Markets braced for more volatility on Monday, with investors unnerved by the growing possibility of a coronavirus pandemic. Last week, investors bolted risk-sensitive assets in favor of safe haven assets, including gold and Treasuries.
7:30 a.m. ET: Stock futures slump in early trading
Here were the main moves during the pre-market session, as of 7:30 a.m. ET:
S&P 500 futures (ES=F): 3,265.00, down 74.25 points or 2.22%
Dow futures (YM=F): 28,293, down 688.00 points or 2.37%
Nasdaq futures (NQ=F): 9,222.25, down 235.75 points or 2.49%
Crude oil (CL=F): $51.39 per barrel, down $1.99 or 3.73%
Gold (GC=F): $1,682.50 per ounce, up $33.70 or 2.04%
An unexpected surge in confirmed infections within South Korea and Italy — which now has the largest cluster of cases outside of China — raised the possibility that the mystery virus could be mutating into a pandemic. Last week, the Hubei province at the epicenter of the coronavirus outbreak revised its method of counting cases for the third time this month, further undermining confidence in the country’s official counts.

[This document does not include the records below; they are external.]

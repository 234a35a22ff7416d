//! Addressing types
//!
//! Interfaces are identified by a small integer index assigned by the
//! network stack. Each live interface carries exactly one
//! [`InterfaceAddress`] as far as routing is concerned.

use std::fmt::{self, Display};
use std::net::Ipv4Addr;
use std::str::FromStr;

use derive_more::Display as DeriveDisplay;
use serde::{Deserialize, Serialize};

/// UDP port the routing protocol's control messages are exchanged on
pub const CONTROL_PORT: u16 = 1338;

/// IP protocol number for UDP
pub const UDP_PROTOCOL: u8 = 17;

/// Index of a network interface on the local node
#[derive(
    Debug, Clone, Copy, PartialEq, Eq, PartialOrd, Ord, Hash, Serialize, Deserialize, DeriveDisplay,
)]
#[display("if{_0}")]
pub struct InterfaceIndex(pub u32);

impl InterfaceIndex {
    /// Create a new interface index
    pub const fn new(index: u32) -> Self {
        Self(index)
    }

    /// Get the raw index
    pub const fn get(self) -> u32 {
        self.0
    }
}

/// An IPv4 address together with the netmask of the subnet it lives in
#[derive(Debug, Clone, Copy, PartialEq, Eq, Hash, Serialize, Deserialize)]
pub struct InterfaceAddress {
    local: Ipv4Addr,
    mask: Ipv4Addr,
}

impl InterfaceAddress {
    /// Create an interface address from a local address and a prefix length
    ///
    /// Prefix lengths above 32 are clamped to 32.
    pub fn new(local: Ipv4Addr, prefix_len: u8) -> Self {
        let prefix_len = prefix_len.min(32);
        let mask = if prefix_len == 0 {
            0
        } else {
            u32::MAX << (32 - u32::from(prefix_len))
        };
        Self {
            local,
            mask: Ipv4Addr::from(mask),
        }
    }

    /// Create an interface address from a local address and a dotted netmask
    pub fn with_mask(local: Ipv4Addr, mask: Ipv4Addr) -> Self {
        Self { local, mask }
    }

    /// The loopback binding, 127.0.0.1/8
    pub fn loopback() -> Self {
        Self::new(Ipv4Addr::LOCALHOST, 8)
    }

    /// The local address
    pub fn local(&self) -> Ipv4Addr {
        self.local
    }

    /// The netmask
    pub fn mask(&self) -> Ipv4Addr {
        self.mask
    }

    /// Number of leading one bits in the netmask
    pub fn prefix_len(&self) -> u8 {
        u32::from(self.mask).leading_ones() as u8
    }

    /// Whether the mask is a host mask (/32)
    pub fn is_host_mask(&self) -> bool {
        self.mask == Ipv4Addr::BROADCAST
    }

    /// Subnet-directed broadcast address
    pub fn broadcast(&self) -> Ipv4Addr {
        let local = u32::from(self.local);
        let mask = u32::from(self.mask);
        Ipv4Addr::from(local | !mask)
    }

    /// Broadcast destination used for link-local control traffic
    ///
    /// Host-masked interfaces have no subnet broadcast, so they fall back
    /// to the limited broadcast address.
    pub fn control_broadcast(&self) -> Ipv4Addr {
        if self.is_host_mask() {
            Ipv4Addr::BROADCAST
        } else {
            self.broadcast()
        }
    }

    /// Whether `addr` falls inside this address's subnet
    pub fn contains(&self, addr: Ipv4Addr) -> bool {
        let mask = u32::from(self.mask);
        u32::from(self.local) & mask == u32::from(addr) & mask
    }
}

impl Display for InterfaceAddress {
    fn fmt(&self, f: &mut fmt::Formatter<'_>) -> fmt::Result {
        write!(f, "{}/{}", self.local, self.prefix_len())
    }
}

/// A 48-bit link-layer address
#[derive(Debug, Clone, Copy, PartialEq, Eq, Hash, Serialize, Deserialize)]
pub struct MacAddress(pub [u8; 6]);

impl MacAddress {
    /// Create a MAC address from raw octets
    pub const fn new(octets: [u8; 6]) -> Self {
        Self(octets)
    }

    /// Raw octets
    pub fn octets(&self) -> [u8; 6] {
        self.0
    }
}

impl Display for MacAddress {
    fn fmt(&self, f: &mut fmt::Formatter<'_>) -> fmt::Result {
        for (i, octet) in self.0.iter().enumerate() {
            if i > 0 {
                f.write_str(":")?;
            }
            write!(f, "{octet:02x}")?;
        }
        Ok(())
    }
}

impl FromStr for MacAddress {
    type Err = hex::FromHexError;

    /// Accepts `00:1b:44:11:3a:b7` or bare `001b44113ab7`
    fn from_str(s: &str) -> Result<Self, Self::Err> {
        let digits: String = s.chars().filter(|c| *c != ':').collect();
        let mut octets = [0u8; 6];
        hex::decode_to_slice(digits, &mut octets)?;
        Ok(Self(octets))
    }
}

#[cfg(test)]
mod tests {
    use super::*;

    #[test]
    fn test_subnet_broadcast() {
        let addr = InterfaceAddress::new(Ipv4Addr::new(10, 0, 0, 1), 24);
        assert_eq!(addr.broadcast(), Ipv4Addr::new(10, 0, 0, 255));
        assert_eq!(addr.mask(), Ipv4Addr::new(255, 255, 255, 0));
        assert_eq!(addr.prefix_len(), 24);
        assert_eq!(addr.control_broadcast(), Ipv4Addr::new(10, 0, 0, 255));
    }

    #[test]
    fn test_host_mask_uses_limited_broadcast() {
        let addr = InterfaceAddress::new(Ipv4Addr::new(10, 0, 0, 1), 32);
        assert!(addr.is_host_mask());
        assert_eq!(addr.control_broadcast(), Ipv4Addr::BROADCAST);
    }

    #[test]
    fn test_contains() {
        let addr = InterfaceAddress::new(Ipv4Addr::new(192, 168, 1, 7), 24);
        assert!(addr.contains(Ipv4Addr::new(192, 168, 1, 200)));
        assert!(!addr.contains(Ipv4Addr::new(192, 168, 2, 1)));
    }

    #[test]
    fn test_display() {
        let addr = InterfaceAddress::new(Ipv4Addr::new(10, 1, 2, 3), 16);
        assert_eq!(addr.to_string(), "10.1.2.3/16");
        assert_eq!(InterfaceIndex::new(3).to_string(), "if3");
        let mac = MacAddress::new([0x00, 0x1b, 0x44, 0x11, 0x3a, 0xb7]);
        assert_eq!(mac.to_string(), "00:1b:44:11:3a:b7");
    }

    #[test]
    fn test_parse_mac() {
        let mac: MacAddress = "00:1b:44:11:3a:b7".parse().unwrap();
        assert_eq!(mac.octets(), [0x00, 0x1b, 0x44, 0x11, 0x3a, 0xb7]);
        assert_eq!("001b44113ab7".parse::<MacAddress>().unwrap(), mac);
        assert!("00:1b:44".parse::<MacAddress>().is_err());
        assert!("zz:1b:44:11:3a:b7".parse::<MacAddress>().is_err());
    }
}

It raises the stakes for the entire global economy rather than just China, where the overwhelming majority of the world’s nearly 80,000 cases are located. According to Marc Chandler at Bannockburn Global Forex:
The [coronavirus] has not only crippled the Chinese economy, but its sheer size and magnitude of its integration in the global supply chains have far-reaching knock-on effects. Asia-Pacific economies that were increasingly reliant on Chinese input and demand are the most vulnerable. Estimates suggest that the world’s second-largest economy is operating well less than 50% of capacity.
Indeed, the extension of the stoppages and disruptions increase the likelihood that the Chinese economy contracts in Q1 [and] The supply chain disruptions are adversely impacting Japanese and Korean automakers. German automakers derived a substantial share of their profits from China, and car sales continue to weaken.
The virus is sending ripples across the global supply chain, with names like Volkswagen, Burberry, Starbucks and Apple among the growing list of multinationals whose operations are being adversely impacted by the outbreak.